■ WHAT THE EXERCISE ASKS
This exercise calls for a copy of every line in the listing below that carries the word "const".

<<<<

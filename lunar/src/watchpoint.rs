/// Watchpoint sets: the dependency-tracking primitive used to invalidate
/// speculative assumptions (cached code specializations, metatable-absent
/// checks, ...).
///
/// A set is in one of three states: Clear, Watching, Invalidated. The
/// entire set is ONE word: an i32 byte offset from the VM base. Values 1
/// and 2 are the Clear / Invalidated sentinels; otherwise the word is the
/// head of an unordered doubly linked list of watchpoint nodes, with a
/// twist that keeps the head single-width:
///
///   * the `prev` link of the first element points one word (4 bytes)
///     before the head cell, so that cell's `next` slot IS the head;
///   * the `next` link of the last element points at the head cell, so
///     that cell's `prev` slot IS the head;
///   * the head itself points at either the first or the last element,
///     or at its own cell when the list is empty.
///
/// Removal is the standard two-store unlink and never needs to know which
/// end the head currently favors; insertion checks which invariant holds.
///
/// Nodes and sets live in the SPDS region (sets may also sit in the
/// system heap); links are 4-byte offsets either way. `invalidate`
/// unlinks every node, publishes the Invalidated sentinel with release
/// ordering, then fires; re-entrant invalidation during firing observes
/// the sentinel and is a no-op. Invalidated is terminal.

use std::sync::atomic::{AtomicI32, AtomicU32, Ordering};

use crate::arena::VmArena;

const HEAD_CLEAR: i32 = 1;
const HEAD_INVALIDATED: i32 = 2;

pub const WATCHPOINT_SET_SIZE: u32 = 8;
pub const WATCHPOINT_NODE_SIZE: u32 = 24;

/// Fired when a cached code specialization must be dropped. The payload
/// is the address of the owner's jettison flag; firing stores 1.
pub const WP_KIND_CODE_JETTISON: u32 = 1;
/// Firing increments the AtomicU32 at the payload address. Used by tests
/// and by hosts that only need a violation count.
pub const WP_KIND_COUNTER: u32 = 2;

#[repr(C)]
pub struct WatchpointSet {
    head: AtomicI32,
    _pad: u32,
}

#[repr(C)]
pub struct WatchpointNode {
    prev: i32,
    next: i32,
    kind: u32,
    _pad: u32,
    payload: u64,
}

#[derive(Debug, Clone, Copy, PartialEq, Eq)]
pub enum WatchpointState {
    Clear,
    Watching,
    Invalidated,
}

#[inline(always)]
fn cell(arena: &VmArena, off: i32) -> *mut i32 {
    (arena.base() as i64 + off as i64) as *mut i32
}

#[inline(always)]
fn node(arena: &VmArena, off: i32) -> *mut WatchpointNode {
    (arena.base() as i64 + off as i64) as *mut WatchpointNode
}

#[inline(always)]
fn set_ptr(arena: &VmArena, off: i32) -> *const AtomicI32 {
    (arena.base() as i64 + off as i64) as *const AtomicI32
}

/// Initialize a freshly allocated set (offset of an 8-byte SPDS or
/// system heap cell) into the Clear state.
pub fn wps_init(arena: &VmArena, set: i32) {
    unsafe {
        (*set_ptr(arena, set)).store(HEAD_CLEAR, Ordering::Release);
    }
}

/// Initialize a freshly allocated node.
pub fn wpn_init(arena: &VmArena, node_off: i32, kind: u32, payload: u64) {
    unsafe {
        node(arena, node_off).write(WatchpointNode {
            prev: 0,
            next: 0,
            kind,
            _pad: 0,
            payload,
        });
    }
}

pub fn wps_state(arena: &VmArena, set: i32) -> WatchpointState {
    let head = unsafe { (*set_ptr(arena, set)).load(Ordering::Acquire) };
    match head {
        HEAD_CLEAR => WatchpointState::Clear,
        HEAD_INVALIDATED => WatchpointState::Invalidated,
        _ => WatchpointState::Watching,
    }
}

/// Clear -> Watching (with an empty list). Watching is a no-op.
pub fn wps_start_watching(arena: &VmArena, set: i32) {
    let p = unsafe { &*set_ptr(arena, set) };
    let head = p.load(Ordering::Acquire);
    assert!(head != HEAD_INVALIDATED, "cannot re-watch an invalidated set");
    if head == HEAD_CLEAR {
        p.store(set, Ordering::Release);
    }
}

/// Install `node_off` into the set. The node must not currently be
/// installed anywhere. Transitions Clear -> Watching first if needed.
pub fn wps_add_watchpoint(arena: &VmArena, set: i32, node_off: i32) {
    wps_start_watching(arena, set);
    unsafe {
        let n = node(arena, node_off);
        debug_assert!((*n).prev == 0 && (*n).next == 0, "node already installed");
        let p = &*set_ptr(arena, set);
        let head = p.load(Ordering::Acquire);
        debug_assert!(head != HEAD_CLEAR && head != HEAD_INVALIDATED);
        if head == set {
            // Empty list: the node is both first and last.
            (*n).prev = set - 4;
            (*n).next = set;
        } else if (*node(arena, head)).prev == set - 4 {
            // Head points at the first element: prepend.
            (*n).prev = set - 4;
            (*n).next = head;
            (*node(arena, head)).prev = node_off;
        } else {
            // Head points at the last element: append.
            debug_assert!((*node(arena, head)).next == set);
            (*n).prev = head;
            (*n).next = set;
            (*node(arena, head)).next = node_off;
        }
        p.store(node_off, Ordering::Release);
    }
}

/// Unlink a node from whatever set it is installed in.
pub fn wpn_remove(arena: &VmArena, node_off: i32) {
    unsafe {
        let n = node(arena, node_off);
        let (prev, next) = ((*n).prev, (*n).next);
        debug_assert!(prev != 0 && next != 0, "node not installed");
        // Order matters: the first store repoints the head at the surviving
        // neighbor when this was the last element.
        cell(arena, next).write(prev);
        cell(arena, prev + 4).write(next);
        (*n).prev = 0;
        (*n).next = 0;
    }
}

fn collect_and_clear(arena: &VmArena, set: i32) -> Vec<(u32, u64)> {
    let p = unsafe { &*set_ptr(arena, set) };
    let head = p.load(Ordering::Acquire);
    let mut fired = Vec::new();
    if head != set && head != HEAD_CLEAR && head != HEAD_INVALIDATED {
        unsafe {
            if (*node(arena, head)).prev == set - 4 {
                // Forward walk from the first element.
                let mut cur = head;
                while cur != set {
                    let n = node(arena, cur);
                    fired.push(((*n).kind, (*n).payload));
                    let next = (*n).next;
                    (*n).prev = 0;
                    (*n).next = 0;
                    cur = next;
                }
            } else {
                // Backward walk from the last element.
                let mut cur = head;
                while cur != set - 4 {
                    let n = node(arena, cur);
                    fired.push(((*n).kind, (*n).payload));
                    let prev = (*n).prev;
                    (*n).prev = 0;
                    (*n).next = 0;
                    cur = prev;
                }
            }
        }
    }
    fired
}

fn fire(kind: u32, payload: u64) {
    match kind {
        WP_KIND_CODE_JETTISON => unsafe {
            (*(payload as *const AtomicU32)).store(1, Ordering::Release);
        },
        WP_KIND_COUNTER => unsafe {
            (*(payload as *const AtomicU32)).fetch_add(1, Ordering::AcqRel);
        },
        _ => unreachable!("unknown watchpoint kind {}", kind),
    }
}

/// Unlink every node, publish Invalidated, then fire each node once.
pub fn wps_invalidate(arena: &VmArena, set: i32) {
    let p = unsafe { &*set_ptr(arena, set) };
    let head = p.load(Ordering::Acquire);
    if head == HEAD_INVALIDATED {
        return;
    }
    if head == HEAD_CLEAR {
        p.store(HEAD_INVALIDATED, Ordering::Release);
        return;
    }
    let fired = collect_and_clear(arena, set);
    p.store(HEAD_INVALIDATED, Ordering::Release);
    for (kind, payload) in fired {
        fire(kind, payload);
    }
}

/// Like `wps_invalidate` but transfers the nodes to `deferred`; they fire
/// (in unspecified order) when the deferred object is dropped.
pub fn wps_invalidate_deferred(arena: &VmArena, set: i32, deferred: &mut DeferredWatchpointFire) {
    let p = unsafe { &*set_ptr(arena, set) };
    let head = p.load(Ordering::Acquire);
    if head == HEAD_INVALIDATED {
        return;
    }
    if head == HEAD_CLEAR {
        p.store(HEAD_INVALIDATED, Ordering::Release);
        return;
    }
    let fired = collect_and_clear(arena, set);
    p.store(HEAD_INVALIDATED, Ordering::Release);
    deferred.pending.extend(fired);
}

/// A slow path observed a violation of whatever this set guards.
pub fn wps_handle_slowpath_violation(arena: &VmArena, set: i32) {
    match wps_state(arena, set) {
        WatchpointState::Clear => {}
        _ => wps_invalidate(arena, set),
    }
}

/// Holds watchpoints whose firing was deferred by the caller; firing
/// happens on drop, after the caller has finished whatever mutation made
/// immediate firing unsafe.
#[derive(Default)]
pub struct DeferredWatchpointFire {
    pending: Vec<(u32, u64)>,
}

impl DeferredWatchpointFire {
    pub fn new() -> Self {
        Self::default()
    }
}

impl Drop for DeferredWatchpointFire {
    fn drop(&mut self) {
        for (kind, payload) in self.pending.drain(..) {
            fire(kind, payload);
        }
    }
}
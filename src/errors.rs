use axum::http::StatusCode;
use axum::response::{IntoResponse, Response};
use serde::Serialize;
use utoipa::ToSchema;

/// Standard error response body.
#[derive(Debug, Serialize, ToSchema)]
pub struct ErrorResponse {
    /// Human-readable error message
    pub error: String,
}

/// Errors surfaced by the local HTTP endpoints.
#[derive(Debug, thiserror::Error)]
pub enum AppError {
    #[error("Bad request: {0}")]
    BadRequest(String),
}

impl IntoResponse for AppError {
    fn into_response(self) -> Response {
        let (status, message) = match &self {
            AppError::BadRequest(msg) => (StatusCode::BAD_REQUEST, msg.clone()),
        };

        (status, axum::Json(ErrorResponse { error: message })).into_response()
    }
}

/// Startup configuration errors.
#[derive(Debug, thiserror::Error)]
pub enum ConfigError {
    #[error("{name} must be {expected}, got '{value}'")]
    InvalidValue {
        name: &'static str,
        expected: &'static str,
        value: String,
    },

    #[error("LOCATION_LAT and LOCATION_LON must be set together")]
    PartialCoordinates,
}

/// Location acquisition errors.
#[derive(Debug, Clone, PartialEq, thiserror::Error)]
pub enum LocationError {
    #[error("Location permission denied")]
    PermissionDenied,
    #[error("Location service unavailable: {0}")]
    Unavailable(String),
    #[error("Location request timed out after {0} ms")]
    Timeout(u64),
    /// The source answered, but not with a usable fix.
    #[error("Location error: {0}")]
    Other(String),
}

/// Weather API errors. Any of these aborts the run before dispatch.
#[derive(Debug, thiserror::Error)]
pub enum WeatherError {
    #[error("Invalid weather request: {0}")]
    InvalidRequest(String),
    #[error("Weather request failed: {0}")]
    Request(#[source] reqwest::Error),
    #[error("Weather API returned HTTP {0}")]
    Status(reqwest::StatusCode),
    #[error("Weather response is not valid: {0}")]
    Parse(String),
    #[error("Weather response is missing {0}")]
    MissingField(&'static str),
}

/// Delivery errors reported by the wearable message channel.
#[derive(Debug, Clone, PartialEq, thiserror::Error)]
pub enum DeliveryError {
    #[error("Message channel busy")]
    Busy,
    #[error("Message of {size} bytes exceeds the {max} byte limit")]
    PayloadTooLarge { size: usize, max: usize },
    #[error("Message transport failed: {0}")]
    Transport(String),
}

/// A failed pipeline run. Every variant is terminal for the run that produced it.
#[derive(Debug, thiserror::Error)]
pub enum PipelineError {
    #[error("No API key configured")]
    MissingApiKey,
    #[error(transparent)]
    Location(#[from] LocationError),
    #[error(transparent)]
    Weather(#[from] WeatherError),
    #[error(transparent)]
    Delivery(#[from] DeliveryError),
}

impl PipelineError {
    /// Short stage label for structured logs.
    pub fn stage(&self) -> &'static str {
        match self {
            PipelineError::MissingApiKey => "configuration",
            PipelineError::Location(_) => "location",
            PipelineError::Weather(_) => "weather",
            PipelineError::Delivery(_) => "delivery",
        }
    }
}

#[cfg(test)]
mod tests {
    use super::*;

    #[test]
    fn test_pipeline_error_stage() {
        assert_eq!(PipelineError::MissingApiKey.stage(), "configuration");
        assert_eq!(
            PipelineError::from(LocationError::Timeout(15000)).stage(),
            "location"
        );
        assert_eq!(
            PipelineError::from(WeatherError::MissingField("main.temp")).stage(),
            "weather"
        );
        assert_eq!(PipelineError::from(DeliveryError::Busy).stage(), "delivery");
    }

    #[test]
    fn test_payload_too_large_message() {
        let err = DeliveryError::PayloadTooLarge { size: 300, max: 256 };
        assert_eq!(
            err.to_string(),
            "Message of 300 bytes exceeds the 256 byte limit"
        );
    }
}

>>>>

■ ANSWER TO THIS EXERCISE
const HEAD_CLEAR: i32 = 1;
const HEAD_INVALIDATED: i32 = 2;
pub const WATCHPOINT_SET_SIZE: u32 = 8;
pub const WATCHPOINT_NODE_SIZE: u32 = 24;
pub const WP_KIND_CODE_JETTISON: u32 = 1;
pub const WP_KIND_COUNTER: u32 = 2;
fn set_ptr(arena: &VmArena, off: i32) -> *const AtomicI32 {
    (arena.base() as i64 + off as i64) as *const AtomicI32
            (*(payload as *const AtomicU32)).store(1, Ordering::Release);
            (*(payload as *const AtomicU32)).fetch_add(1, Ordering::AcqRel);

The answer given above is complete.